To meet the future demands of the aerospace industry with respect to safety, productivity, weight, and cost, new materials and joining concepts have being developed. Recent developments in the metallurgical field now make it possible to use laser-weldable Al-alloys of the 2xxx series such as AA2198 with a high structural efficiency index due to their high strength and low density. AA2198 holds the promise of providing a breakthrough response to the challenges of lightweight design in aircraft applications.
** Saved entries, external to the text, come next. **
//! # stgen - Synchronization-Aware Event Trace Generator
//!
//! stgen turns the primitive event stream of an instrumented multithreaded
//! program into compact per-thread traces that a trace-driven simulator can
//! replay. Runs of computation are folded into aggregated Compute events,
//! reads of data produced by another thread become Communication edges, and
//! synchronization calls are kept as ordering points.
//!
//! ## Architecture Overview
//!
//! ```text
//! ┌─────────────────────────────────────────────────────────────────┐
//! │                 Instrumentation Front End                       │
//! │        (or `stgen record`, replaying a raw event script)        │
//! └───────────────────────┬─────────────────────────────────────────┘
//!                         │ iop / flop / read / write / sync / switch
//!                         ▼
//! ┌─────────────────────────────────────────────────────────────────┐
//! │                       EventHandlers                             │
//! │     active-thread cursor, lazy per-thread context creation      │
//! └───────────────────────┬─────────────────────────────────────────┘
//!                         │ one thread's events, strictly ordered
//!                         ▼
//! ┌──────────────────┐   ┌──────────────────┐   ┌──────────────────┐
//! │  ThreadContext   │◀─▶│   ShadowMemory   │   │   EventLogger    │
//! │ (aggregation FSM)│   │ (last writer per │   │ batch ▶ encode ▶ │
//! │                  │──▶│  address range)  │   │ gzip ▶ file      │
//! └────────┬─────────┘   └──────────────────┘   └────────▲─────────┘
//!          │                 finished records            │
//!          └─────────────────────────────────────────────┘
//! ```
//!
//! ## Module Structure
//!
//! - [`shadow`]: process-wide map from byte ranges to their last writer
//!   `(thread, event)`, the source of Communication edges
//!
//! - [`aggregation`]: per-thread state machine
//!   - `thread_context`: compressed and uncompressed aggregation variants
//!   - `window`: open Compute and Communication accumulators
//!   - `range_set`: minimal covering set of accessed ranges
//!
//! - [`logging`]: finished records and their persistence
//!   - `binary`: double-buffered batches encoded and compressed on a
//!     background thread
//!   - `text`: line-oriented rendering for debugging
//!   - `codec`: length-delimited protobuf batches, trace reading
//!
//! - [`handlers`]: event routing, thread metadata and shutdown reports
//!
//! - [`input`]: typed raw events and the replay script parser
//!
//! - [`config`], [`cli`], [`domain`]: configuration, arguments, newtypes
//!   and errors
//!
//! ## Event Ids
//!
//! Every thread numbers its finished Compute, Communication and Sync events
//! from 0. Markers carry an instruction count and take no id. A
//! Communication edge names its producer by `(thread, event id)`, which lets
//! a simulator make the consumer wait for exactly that event.
//!
//! ## Typical Usage
//!
//! ```bash
//! # Replay a raw event script into ./traces
//! stgen record events.txt -o traces
//!
//! # Inspect one thread's trace
//! stgen dump traces/sigil.events.out-1.bin.gz
//! ```

pub mod aggregation;
pub mod cli;
pub mod config;
pub mod domain;
pub mod handlers;
pub mod input;
pub mod logging;
pub mod shadow;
Laser beam welding as an efficient joining technology for fuselage structures is already established in the aircraft industry for lower fuselage panels because the welded panels provide a higher buckling strength and lower weight compared with the classical riveted designs. The key factor for the application of laser-welded AA2198 structures is the availability of reliable data for the assessment of their damage tolerance behavior. In the research presented, the mechanical properties with regard to fatigue and fatigue crack propagation of laser beamwelded AA2198 joints and four-stringer panels were investigated. It was found that the fatigue endurance limit of laser beamwelded AA2198T3 is approximately 25 % below the endurance limit of the base material. With regard to the fatigue crack propagation behavior, the laser beam welded four-stringer panels with T-joints show a fatigue life increased by a factor of 1.7 compared with the base material. This work shows that high-quality laser beam welds of AA2198 can be produced on a large scale using the laser beam welding facilities of the Helmholtz-Zentrum Geesthacht.